MRA is governed by the Kuratórium:
Graham Bell BA(Hons) BArch(Hons) RIBA FRSA
MRA has been established on the model of a successful NGO in the UK, the North of England Civic Trust (NECT), of which Graham Bell has been the Director since 1995. He now spends time in the UK and Hungary developing both organisations and sharing the skills, experiences and opportunities each has to offer within the cultural context of Europe.
It was through Common Purpose that in 1992 Graham began his professional involvement with Hungary. Common Purpose is a leadership programme committed to developing a civil society through understanding and mutual respect. Hungary now has its own Common Purpose programme. Applying these experiences as a ‘principled practitioner’ helped establish a reputation for NECT as one of the leading NGOs in its field in the UK and was the motivation for creating MRA.
A chartered architect with 25 years experience before joining NECT and setting up MRA, Graham is a respected adviser on conservation management and economic development of historic areas. He is an advocate of ‘considerate development’, applying the principles of sustainability and working with communities, but is also a champion for excellence in design, especially when intervening in historic settings.
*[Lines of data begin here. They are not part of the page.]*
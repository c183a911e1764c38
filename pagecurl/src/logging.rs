//! Tracing subscriber setup for hosts embedding the pager.
//!
//! Installs a stderr `fmt` layer and, optionally, a non-blocking file layer.
//! `RUST_LOG` overrides the default filter directive when set.

use std::path::PathBuf;

use thiserror::Error;
use time::macros::format_description;
use time::UtcOffset;
use tracing_appender::non_blocking::WorkerGuard;
use tracing_subscriber::fmt::time::OffsetTime;
use tracing_subscriber::layer::SubscriberExt;
use tracing_subscriber::util::SubscriberInitExt;
use tracing_subscriber::{fmt, EnvFilter};

/// Default filter directive.
pub const DEFAULT_LOG_DIRECTIVE: &str = "pagecurl=info";

/// Logging setup options.
#[derive(Debug, Clone)]
pub struct LoggingConfig {
    /// Filter directive used when `RUST_LOG` is not set.
    pub directive: String,
    /// Also write logs to this file.
    pub log_file: Option<PathBuf>,
    /// Colorize stderr output.
    pub ansi: bool,
}

impl Default for LoggingConfig {
    fn default() -> Self {
        Self {
            directive: DEFAULT_LOG_DIRECTIVE.to_string(),
            log_file: None,
            ansi: true,
        }
    }
}

impl LoggingConfig {
    /// Set the default filter directive.
    pub fn with_directive(mut self, directive: impl Into<String>) -> Self {
        self.directive = directive.into();
        self
    }

    /// Write logs to `path` as well as stderr.
    pub fn with_log_file(mut self, path: impl Into<PathBuf>) -> Self {
        self.log_file = Some(path.into());
        self
    }

    /// Enable or disable colors on stderr.
    pub fn with_ansi(mut self, ansi: bool) -> Self {
        self.ansi = ansi;
        self
    }
}

/// Logging setup failures.
#[derive(Debug, Error)]
pub enum LoggingError {
    /// The filter directive did not parse.
    #[error("invalid log filter {directive:?}: {message}")]
    Filter {
        /// Offending directive.
        directive: String,
        /// Parser message.
        message: String,
    },

    /// The log file location is unusable.
    #[error("invalid log file {path}: {message}")]
    File {
        /// File path.
        path: PathBuf,
        /// What went wrong.
        message: String,
    },

    /// A global subscriber is already installed.
    #[error("failed to install subscriber: {0}")]
    Init(String),
}

/// Keeps the file writer flushing. Drop it at shutdown.
#[must_use = "dropping the guard stops file logging"]
#[derive(Debug)]
pub struct LoggingGuard {
    _file: Option<WorkerGuard>,
}

/// Install the global tracing subscriber.
pub fn init_logging(config: LoggingConfig) -> Result<LoggingGuard, LoggingError> {
    let filter = match EnvFilter::try_from_default_env() {
        Ok(filter) => filter,
        Err(_) => parse_directive(&config.directive)?,
    };

    // Local offset lookup fails on some multi-threaded platforms; fall back to UTC.
    let offset = UtcOffset::current_local_offset().unwrap_or(UtcOffset::UTC);
    let timer = OffsetTime::new(
        offset,
        format_description!("[hour]:[minute]:[second].[subsecond digits:3]"),
    );

    let (file_layer, file_guard) = match &config.log_file {
        Some(path) => {
            let (directory, file_name) = split_log_path(path)?;
            std::fs::create_dir_all(&directory).map_err(|e| LoggingError::File {
                path: path.clone(),
                message: e.to_string(),
            })?;
            let appender = tracing_appender::rolling::never(directory, file_name);
            let (writer, guard) = tracing_appender::non_blocking(appender);
            let layer = fmt::layer()
                .with_writer(writer)
                .with_ansi(false)
                .with_target(true)
                .with_timer(timer.clone());
            (Some(layer), Some(guard))
        }
        None => (None, None),
    };

    tracing_subscriber::registry()
        .with(filter)
        .with(
            fmt::layer()
                .with_writer(std::io::stderr)
                .with_ansi(config.ansi)
                .with_timer(timer),
        )
        .with(file_layer)
        .try_init()
        .map_err(|e| LoggingError::Init(e.to_string()))?;

    Ok(LoggingGuard { _file: file_guard })
}

fn parse_directive(directive: &str) -> Result<EnvFilter, LoggingError> {
    EnvFilter::try_new(directive).map_err(|e| LoggingError::Filter {
        directive: directive.to_string(),
        message: e.to_string(),
    })
}

fn split_log_path(path: &std::path::Path) -> Result<(PathBuf, PathBuf), LoggingError> {
    let file_name = path.file_name().ok_or_else(|| LoggingError::File {
        path: path.to_path_buf(),
        message: "missing file name".to_string(),
    })?;
    let directory = match path.parent() {
        Some(parent) if !parent.as_os_str().is_empty() => parent.to_path_buf(),
        _ => PathBuf::from("."),
    };
    Ok((directory, PathBuf::from(file_name)))
}
//! Navigation directions.
//!
//! Two vocabularies meet here:
//!
//! - [`Direction`] is *logical*: forward means "later in the document",
//!   regardless of how the page is laid out on screen.
//! - [`Side`] is *spatial*: the flip widget asks for the page that sits before
//!   (left of) or after (right of) the visible one.
//!
//! [`ReadingDirection`] maps one onto the other. For right-to-left documents
//! (manga, Arabic, Hebrew) the page on the left is the *next* page.

use std::fmt;

/// Logical navigation direction of the document renderer.
#[derive(Debug, Clone, Copy, PartialEq, Eq, Hash)]
pub enum Direction {
    /// Towards the end of the document.
    Forward,
    /// Towards the start of the document.
    Backward,
}

impl Direction {
    /// Both directions, forward first.
    pub const ALL: [Direction; 2] = [Direction::Forward, Direction::Backward];

    /// The direction that undoes a step in this direction.
    pub fn opposite(self) -> Self {
        match self {
            Direction::Forward => Direction::Backward,
            Direction::Backward => Direction::Forward,
        }
    }

    /// Short lowercase name for logging.
    pub fn as_str(self) -> &'static str {
        match self {
            Direction::Forward => "forward",
            Direction::Backward => "backward",
        }
    }
}

impl fmt::Display for Direction {
    fn fmt(&self, f: &mut fmt::Formatter<'_>) -> fmt::Result {
        f.write_str(self.as_str())
    }
}

/// Spatial side of the visible page, as seen by the flip widget.
#[derive(Debug, Clone, Copy, PartialEq, Eq, Hash)]
pub enum Side {
    /// The page revealed by curling towards the left edge.
    Before,
    /// The page revealed by curling towards the right edge.
    After,
}

/// Page progression of the loaded document.
#[derive(Debug, Clone, Copy, PartialEq, Eq, Hash, Default)]
pub enum ReadingDirection {
    /// Western page progression: the next page is on the right.
    #[default]
    LeftToRight,
    /// The next page is on the left.
    RightToLeft,
}

impl ReadingDirection {
    /// Map a spatial side to the logical direction that reaches it.
    pub fn direction_for(self, side: Side) -> Direction {
        match (self, side) {
            (ReadingDirection::LeftToRight, Side::Before) => Direction::Backward,
            (ReadingDirection::LeftToRight, Side::After) => Direction::Forward,
            (ReadingDirection::RightToLeft, Side::Before) => Direction::Forward,
            (ReadingDirection::RightToLeft, Side::After) => Direction::Backward,
        }
    }

    /// Whether pages progress right to left.
    pub fn is_rtl(self) -> bool {
        self == ReadingDirection::RightToLeft
    }

    /// Parse a config value (`ltr` / `rtl`, case-insensitive).
    pub fn from_config_str(s: &str) -> Option<Self> {
        match s.trim().to_lowercase().as_str() {
            "ltr" | "left-to-right" => Some(ReadingDirection::LeftToRight),
            "rtl" | "right-to-left" => Some(ReadingDirection::RightToLeft),
            _ => None,
        }
    }
}

impl fmt::Display for ReadingDirection {
    fn fmt(&self, f: &mut fmt::Formatter<'_>) -> fmt::Result {
        match self {
            ReadingDirection::LeftToRight => f.write_str("ltr"),
            ReadingDirection::RightToLeft => f.write_str("rtl"),
        }
    }
}

#[cfg(test)]
mod tests {
    use super::*;

    #[test]
    fn test_opposite_is_involution() {
        for direction in Direction::ALL {
            assert_ne!(direction.opposite(), direction);
            assert_eq!(direction.opposite().opposite(), direction);
        }
    }

    #[test]
    fn test_direction_display() {
        assert_eq!(format!("{}", Direction::Forward), "forward");
        assert_eq!(format!("{}", Direction::Backward), "backward");
    }

    #[test]
    fn test_ltr_side_mapping() {
        let ltr = ReadingDirection::LeftToRight;
        assert_eq!(ltr.direction_for(Side::Before), Direction::Backward);
        assert_eq!(ltr.direction_for(Side::After), Direction::Forward);
    }

    #[test]
    fn test_rtl_side_mapping_is_mirrored() {
        let rtl = ReadingDirection::RightToLeft;
        assert_eq!(rtl.direction_for(Side::Before), Direction::Forward);
        assert_eq!(rtl.direction_for(Side::After), Direction::Backward);
        assert!(rtl.is_rtl());
    }

    #[test]
    fn test_reading_direction_from_config_str() {
        assert_eq!(
            ReadingDirection::from_config_str("RTL"),
            Some(ReadingDirection::RightToLeft)
        );
        assert_eq!(
            ReadingDirection::from_config_str(" ltr "),
            Some(ReadingDirection::LeftToRight)
        );
        assert_eq!(ReadingDirection::from_config_str("vertical"), None);
    }

    #[test]
    fn test_default_is_ltr() {
        assert_eq!(ReadingDirection::default(), ReadingDirection::LeftToRight);
    }
}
As a member of the National Trust’s Architectural Panel, he has advised on design implications for projects around the UK, including in World Heritage Sites and National Parks. He is an active supporter of the International National Trusts Organisation, helping through international exchange programmes. He is a regular conference contributor on cultural heritage management in the UK, set up a course at Academia Metropolitana Nova in Slovakia, and is a tutor at the Institute of Social and European Studies (ISES) in Kőszeg where he also has set up an e-Learning course.
His interest in European cultural heritage has involved hosting placements and joining a British Council delegation to Moscow to coincide with the Queen’s State Visit. Graham has a long-standing association with Europa Nostra, serving on Council and as Secretary of Europa Nostra UK. Graham is a member of ICOMOS Hungary.
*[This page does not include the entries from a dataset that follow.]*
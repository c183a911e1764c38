//! CLI error type.

use thiserror::Error;

use pagecurl::logging::LoggingError;
use pagecurl::{ConfigError, PagerError};

/// Errors surfaced by CLI commands.
#[derive(Debug, Error)]
pub enum CliError {
    /// Bad command-line arguments or configuration.
    #[error("Configuration error: {0}")]
    Config(String),

    /// The pager configuration was rejected.
    #[error(transparent)]
    PagerConfig(#[from] ConfigError),

    /// The pager refused an operation.
    #[error("Pager error: {0}")]
    Pager(#[from] PagerError),

    /// Logging could not be set up.
    #[error("Logging error: {0}")]
    Logging(#[from] LoggingError),

    /// The async runtime could not be started.
    #[error("Failed to start runtime: {0}")]
    Runtime(#[source] std::io::Error),

    /// A scripted session did not go as expected.
    #[error("Simulation failed: {0}")]
    Simulation(String),
}
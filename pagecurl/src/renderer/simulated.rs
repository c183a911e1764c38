//! In-memory renderer over an N-position document.
//!
//! Each position renders as a solid image whose first pixel encodes the
//! position index, so tests can tell which page an image shows via
//! [`SimulatedRenderer::page_of`]. Failure knobs (detached surface, failing
//! render passes, a renderer that refuses to step back) drive the pager's
//! error paths.

use std::sync::atomic::{AtomicUsize, Ordering};
use std::time::Duration;

use image::{Rgba, RgbaImage};
use parking_lot::Mutex;

use super::{BoxFuture, DocumentRenderer, Extent};
use crate::direction::Direction;

/// Default surface size of the simulated renderer.
pub const DEFAULT_SIMULATED_EXTENT: Extent = Extent {
    width: 48,
    height: 64,
};

/// Blue channel marker identifying images produced by the simulator.
const PAGE_MARKER: u8 = 0x5a;

#[derive(Debug)]
struct SimulatedState {
    position: usize,
    extent: Extent,
    attached: bool,
    failing_renders: u32,
    refuse_backward: bool,
    step_latency: Duration,
    settle_time: Duration,
    progress_enabled: bool,
    progress_reports: Vec<usize>,
    steps_taken: u64,
    render_passes: u64,
}

/// Simulated document renderer.
///
/// Thread-safe; all state sits behind a mutex that is never held across an
/// await point. Concurrent step calls are counted so tests can assert the
/// pager never touches the renderer from two operations at once.
#[derive(Debug)]
pub struct SimulatedRenderer {
    page_count: usize,
    state: Mutex<SimulatedState>,
    active_steps: AtomicUsize,
    max_active_steps: AtomicUsize,
}

struct ActiveStep<'a>(&'a AtomicUsize);

impl Drop for ActiveStep<'_> {
    fn drop(&mut self) {
        self.0.fetch_sub(1, Ordering::SeqCst);
    }
}

impl SimulatedRenderer {
    /// Create a renderer at position 0 of a `page_count`-position document.
    pub fn new(page_count: usize) -> Self {
        Self::at_position(page_count, 0)
    }

    /// Create a renderer starting at `position` (clamped to the document).
    pub fn at_position(page_count: usize, position: usize) -> Self {
        let page_count = page_count.max(1);
        Self {
            page_count,
            state: Mutex::new(SimulatedState {
                position: position.min(page_count - 1),
                extent: DEFAULT_SIMULATED_EXTENT,
                attached: true,
                failing_renders: 0,
                refuse_backward: false,
                step_latency: Duration::ZERO,
                settle_time: Duration::ZERO,
                progress_enabled: true,
                progress_reports: Vec::new(),
                steps_taken: 0,
                render_passes: 0,
            }),
            active_steps: AtomicUsize::new(0),
            max_active_steps: AtomicUsize::new(0),
        }
    }

    /// Set the time each step takes.
    pub fn with_step_latency(mut self, latency: Duration) -> Self {
        self.state.get_mut().step_latency = latency;
        self
    }

    /// Set how long `wait_until_stable` takes after a step.
    pub fn with_settle_time(mut self, settle_time: Duration) -> Self {
        self.state.get_mut().settle_time = settle_time;
        self
    }

    /// Set the surface size.
    pub fn with_extent(mut self, extent: Extent) -> Self {
        self.state.get_mut().extent = extent;
        self
    }

    /// Number of positions in the document.
    pub fn page_count(&self) -> usize {
        self.page_count
    }

    /// Current logical position.
    pub fn position(&self) -> usize {
        self.state.lock().position
    }

    /// Attach or detach the visual surface.
    pub fn set_attached(&self, attached: bool) {
        self.state.lock().attached = attached;
    }

    /// Resize the visual surface.
    pub fn set_extent(&self, extent: Extent) {
        self.state.lock().extent = extent;
    }

    /// Change the stabilization time reported after steps.
    pub fn set_settle_time(&self, settle_time: Duration) {
        self.state.lock().settle_time = settle_time;
    }

    /// Make the next `count` render passes yield no image.
    pub fn fail_next_renders(&self, count: u32) {
        self.state.lock().failing_renders = count;
    }

    /// Make backward steps report no movement.
    pub fn refuse_backward_steps(&self, refuse: bool) {
        self.state.lock().refuse_backward = refuse;
    }

    /// Positions reported as reading progress, in order.
    pub fn progress_reports(&self) -> Vec<usize> {
        self.state.lock().progress_reports.clone()
    }

    /// Whether progress reporting is currently enabled.
    pub fn progress_enabled(&self) -> bool {
        self.state.lock().progress_enabled
    }

    /// Total successful steps in either direction.
    pub fn steps_taken(&self) -> u64 {
        self.state.lock().steps_taken
    }

    /// Total render passes taken, successful or not.
    pub fn render_passes(&self) -> u64 {
        self.state.lock().render_passes
    }

    /// Highest number of step calls ever in progress at the same time.
    pub fn max_concurrent_steps(&self) -> usize {
        self.max_active_steps.load(Ordering::SeqCst)
    }

    /// Decode the position an image produced by this renderer shows.
    pub fn page_of(image: &RgbaImage) -> Option<usize> {
        if image.width() == 0 || image.height() == 0 {
            return None;
        }
        let Rgba([low, high, marker, _]) = *image.get_pixel(0, 0);
        (marker == PAGE_MARKER).then(|| usize::from(low) | (usize::from(high) << 8))
    }

    fn render_page(position: usize, extent: Extent) -> RgbaImage {
        let low = (position & 0xff) as u8;
        let high = ((position >> 8) & 0xff) as u8;
        RgbaImage::from_pixel(
            extent.width,
            extent.height,
            Rgba([low, high, PAGE_MARKER, 0xff]),
        )
    }

    fn step_in(&self, direction: Direction) -> BoxFuture<'_, bool> {
        Box::pin(async move {
            let active = self.active_steps.fetch_add(1, Ordering::SeqCst) + 1;
            let _active = ActiveStep(&self.active_steps);
            self.max_active_steps.fetch_max(active, Ordering::SeqCst);

            let latency = self.state.lock().step_latency;
            if !latency.is_zero() {
                tokio::time::sleep(latency).await;
            }

            let mut state = self.state.lock();
            let moved = match direction {
                Direction::Forward if state.position + 1 < self.page_count => {
                    state.position += 1;
                    true
                }
                Direction::Backward if !state.refuse_backward && state.position > 0 => {
                    state.position -= 1;
                    true
                }
                _ => false,
            };

            if moved {
                state.steps_taken += 1;
                if state.progress_enabled {
                    let position = state.position;
                    state.progress_reports.push(position);
                }
            }
            moved
        })
    }
}

impl DocumentRenderer for SimulatedRenderer {
    fn step_forward(&self) -> BoxFuture<'_, bool> {
        self.step_in(Direction::Forward)
    }

    fn step_backward(&self) -> BoxFuture<'_, bool> {
        self.step_in(Direction::Backward)
    }

    fn current_visual(&self) -> Option<RgbaImage> {
        let mut state = self.state.lock();
        state.render_passes += 1;
        if state.failing_renders > 0 {
            state.failing_renders -= 1;
            return None;
        }
        Some(Self::render_page(state.position, state.extent))
    }

    fn surface_extent(&self) -> Extent {
        self.state.lock().extent
    }

    fn is_attached_and_visible(&self) -> bool {
        self.state.lock().attached
    }

    fn wait_until_stable(&self) -> BoxFuture<'_, ()> {
        let settle_time = self.state.lock().settle_time;
        Box::pin(async move {
            if !settle_time.is_zero() {
                tokio::time::sleep(settle_time).await;
            }
        })
    }

    fn set_progress_reporting(&self, enabled: bool) {
        self.state.lock().progress_enabled = enabled;
    }
}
Attila Vámos-Hegyi co-founded MRA because his professional and personal background has given him a particular regard for Hungary’s cultural heritage. His grandfather was an engineer and as a specialist was working on the Gellért Hotel & Spa, the KOKI building, old shop windows and other important civil projects. Inspired by this, Attila trained and worked as an architect on projects throughout Hungary and beyond before re-directing his creative skills to being part of what has become one of the most dynamic enterprises in Hungary: telecommunications.
Attila was Head of the Interactive Mobile Services Department at Magyar Telekom Plc., the market leader in Hungarian integrated landline–mobile–online telecommunications. He was responsible for the Third Party (Wholesale) Business of the company contracting all major aggregators and content providers. He was closely involved in launching innovative products and services in response to Hungary’s rapidly growing mobile telephone markets. He got the Telekom Award before he retired in 2011.
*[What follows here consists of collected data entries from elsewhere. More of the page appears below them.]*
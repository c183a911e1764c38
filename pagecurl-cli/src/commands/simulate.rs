//! Scripted page-curl session against a simulated renderer.
//!
//! Each script character is one widget gesture:
//!
//! | char | gesture                                         |
//! |------|-------------------------------------------------|
//! | `a`  | curl towards the after side and complete it     |
//! | `b`  | curl towards the before side and complete it    |
//! | `x`  | start an after-side curl, then abandon it       |
//! | `r`  | re-capture the current page                     |
//! | `s`  | swap in new content                             |
//!
//! Whitespace is ignored.

use std::path::PathBuf;
use std::sync::Arc;
use std::time::Duration;

use clap::Args;
use pagecurl::{
    CommitOutcome, Direction, DocumentRenderer, PagerConfig, ReadingDirection, RefreshToken, Side,
    SimulatedRenderer, SnapshotPager,
};

use crate::commands::config;
use crate::error::CliError;

/// How often the widget polls for a neighbor image.
const NEIGHBOR_POLL_INTERVAL: Duration = Duration::from_millis(10);

/// Arguments for `pagecurl simulate`.
#[derive(Debug, Args)]
pub struct SimulateArgs {
    /// Number of pages in the simulated document
    #[arg(long, default_value_t = 10)]
    pub pages: usize,

    /// Page the renderer starts on
    #[arg(long, default_value_t = 0)]
    pub start: usize,

    /// Gesture script (a, b, x, r, s)
    #[arg(long, default_value = "aaab")]
    pub script: String,

    /// INI file with a [pager] section
    #[arg(long)]
    pub config: Option<PathBuf>,

    /// Lay pages out right to left
    #[arg(long)]
    pub rtl: bool,

    /// Simulated latency of one renderer step, in milliseconds
    #[arg(long, default_value_t = 5)]
    pub step_latency_ms: u64,

    /// Fail this many render passes right after initialization
    #[arg(long, default_value_t = 0)]
    pub fail_renders: u32,

    /// How long to wait for a neighbor image before flipping anyway, in milliseconds
    #[arg(long, default_value_t = 1000)]
    pub neighbor_wait_ms: u64,
}

/// One parsed script step.
#[derive(Debug, Clone, Copy, PartialEq, Eq)]
enum Gesture {
    Flip(Side),
    Abandon(Side),
    Refresh,
    Swap,
}

fn parse_script(script: &str) -> Result<Vec<Gesture>, CliError> {
    script
        .chars()
        .filter(|c| !c.is_whitespace())
        .map(|c| match c.to_ascii_lowercase() {
            'a' => Ok(Gesture::Flip(Side::After)),
            'b' => Ok(Gesture::Flip(Side::Before)),
            'x' => Ok(Gesture::Abandon(Side::After)),
            'r' => Ok(Gesture::Refresh),
            's' => Ok(Gesture::Swap),
            other => Err(CliError::Config(format!(
                "Unknown gesture '{}' in script. Use a, b, x, r or s.",
                other
            ))),
        })
        .collect()
}

/// Run a scripted session.
pub fn run(args: SimulateArgs) -> Result<(), CliError> {
    if args.pages == 0 {
        return Err(CliError::Config("--pages must be at least 1".to_string()));
    }
    if args.start >= args.pages {
        return Err(CliError::Config(format!(
            "--start {} is past the last page ({})",
            args.start,
            args.pages - 1
        )));
    }

    let gestures = parse_script(&args.script)?;
    let mut pager_config = config::load(args.config.as_deref())?;
    if args.rtl {
        pager_config = pager_config.with_reading_direction(ReadingDirection::RightToLeft);
    }

    let runtime = tokio::runtime::Builder::new_multi_thread()
        .enable_all()
        .build()
        .map_err(CliError::Runtime)?;

    runtime.block_on(run_session(&args, pager_config, &gestures))
}

async fn run_session(
    args: &SimulateArgs,
    pager_config: PagerConfig,
    gestures: &[Gesture],
) -> Result<(), CliError> {
    let renderer = Arc::new(
        SimulatedRenderer::at_position(args.pages, args.start)
            .with_step_latency(Duration::from_millis(args.step_latency_ms)),
    );
    let pager = SnapshotPager::new(
        Arc::clone(&renderer) as Arc<dyn DocumentRenderer>,
        pager_config,
    )?;

    if !pager.initialize(RefreshToken::generate()).await {
        return Err(CliError::Simulation(
            "initial capture of the current page failed".to_string(),
        ));
    }
    renderer.fail_next_renders(args.fail_renders);
    println!(
        "Initialized on page {} of {}",
        renderer.position() + 1,
        renderer.page_count()
    );

    let neighbor_wait = Duration::from_millis(args.neighbor_wait_ms);
    for (index, gesture) in gestures.iter().enumerate() {
        let step = index + 1;
        match *gesture {
            Gesture::Flip(side) => {
                let direction = pager.reading_direction().direction_for(side);
                let ready = wait_for_neighbor(&pager, side, neighbor_wait).await;
                pager.notify_pending_transition(direction);
                let outcome = pager.notify_transition_finished(true).await;
                println!(
                    "{:>3}. flip {:<8} neighbor {:<9} -> {:<10} page {}",
                    step,
                    direction.as_str(),
                    if ready { "cached" } else { "missing" },
                    describe_outcome(outcome),
                    renderer.position() + 1
                );
            }
            Gesture::Abandon(side) => {
                let direction = pager.reading_direction().direction_for(side);
                pager.notify_pending_transition(direction);
                let outcome = pager.notify_transition_finished(false).await;
                println!(
                    "{:>3}. abandon {:<5} -> {:<10} page {}",
                    step,
                    direction.as_str(),
                    describe_outcome(outcome),
                    renderer.position() + 1
                );
            }
            Gesture::Refresh => {
                let refreshed = pager.refresh_current().await?;
                println!(
                    "{:>3}. refresh        -> {}",
                    step,
                    if refreshed { "captured" } else { "failed" }
                );
            }
            Gesture::Swap => {
                let swapped = pager.on_content_swap(RefreshToken::generate()).await;
                println!(
                    "{:>3}. swap content   -> {}",
                    step,
                    if swapped { "captured" } else { "failed" }
                );
            }
        }
    }

    // Let in-flight probes and the late refresh finish before reporting.
    tokio::time::sleep(pager.config().late_refresh_delay + neighbor_wait).await;
    let status = pager.status();
    pager.shutdown();

    println!();
    println!("Final page:            {}", renderer.position() + 1);
    println!("Phase:                 {}", status.phase.name());
    println!(
        "Slots:                 backward={} current={} forward={}",
        status.has_backward, status.has_current, status.has_forward
    );
    println!(
        "Navigable:             backward={} forward={}",
        status.flags.can_go(Direction::Backward),
        status.flags.can_go(Direction::Forward)
    );
    println!(
        "Probes:                {} started, {} completed, {} cancelled",
        status.counters.probes_started,
        status.counters.probes_completed,
        status.counters.probes_cancelled
    );
    println!(
        "Commits:               {} completed, {} void",
        status.counters.commits_completed, status.counters.commits_void
    );
    println!(
        "Late refreshes:        {}",
        status.counters.late_refreshes_applied
    );
    println!("Renderer steps:        {}", renderer.steps_taken());
    println!("Render passes:         {}", renderer.render_passes());

    if status.counters.compensation_failures > 0 {
        return Err(CliError::Simulation(format!(
            "{} compensating steps failed; renderer position is unreliable",
            status.counters.compensation_failures
        )));
    }
    Ok(())
}

async fn wait_for_neighbor(pager: &SnapshotPager, side: Side, limit: Duration) -> bool {
    let deadline = tokio::time::Instant::now() + limit;
    loop {
        if pager.neighbor_for_side(side).is_some() {
            return true;
        }
        if tokio::time::Instant::now() >= deadline {
            return false;
        }
        tokio::time::sleep(NEIGHBOR_POLL_INTERVAL).await;
    }
}

fn describe_outcome(outcome: CommitOutcome) -> &'static str {
    match outcome {
        CommitOutcome::Committed => "committed",
        CommitOutcome::Void => "boundary",
        CommitOutcome::Ignored => "ignored",
        CommitOutcome::NotCompleted => "abandoned",
        CommitOutcome::Superseded => "superseded",
    }
}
Attila has been a Board Member of the Hungarian Direct and Interactive Marketing Association since 1997, being Deputy Chairman from 2000 and is currently Chairman. He was either President or member of the Programme Committees of annual DM events (e.g. Golden Dove) and delivered presentations for Hungarian and International conferences.
He has been a lecturer at the College of International Management (Budapest Business School) and at the Budapest Communication College since 2000. He received his first degree from the Technical University of Budapest and post-graduated at the College of Foreign Trade (Business Administration) afterwards.
Anikó Korenchy-Misz graduated at the Teacher Training College of Budapest with a Diploma of Teaching English and Hungarian. Through her various jobs at several language schools, Gelléri Andor Endre Primary School and at Peace Corps/Hungary, she has gained experience in teaching both children and adults. During her time at Peace Corps, she started to explore the potential of museums in education as well as the differences between UK and Hungarian museums. To be able to further analyze the topic, as well as provide assistance to Hungarian museums in the form of training and useful professional materials, she set up the Foundation for Museums and Visitors, Hungary, in 2004. Since then, as the director of the Foundation, she has organized many conferences and training events for museum professionals, translated and edited the Hungarian version of ‘Learning from Objects’ and ‘Learning from Memorials’, organized staff exchanges between the UK and Hungary, as well as other international projects. The Foundation has won several successful bids, and is currently participating in various EU museum projects.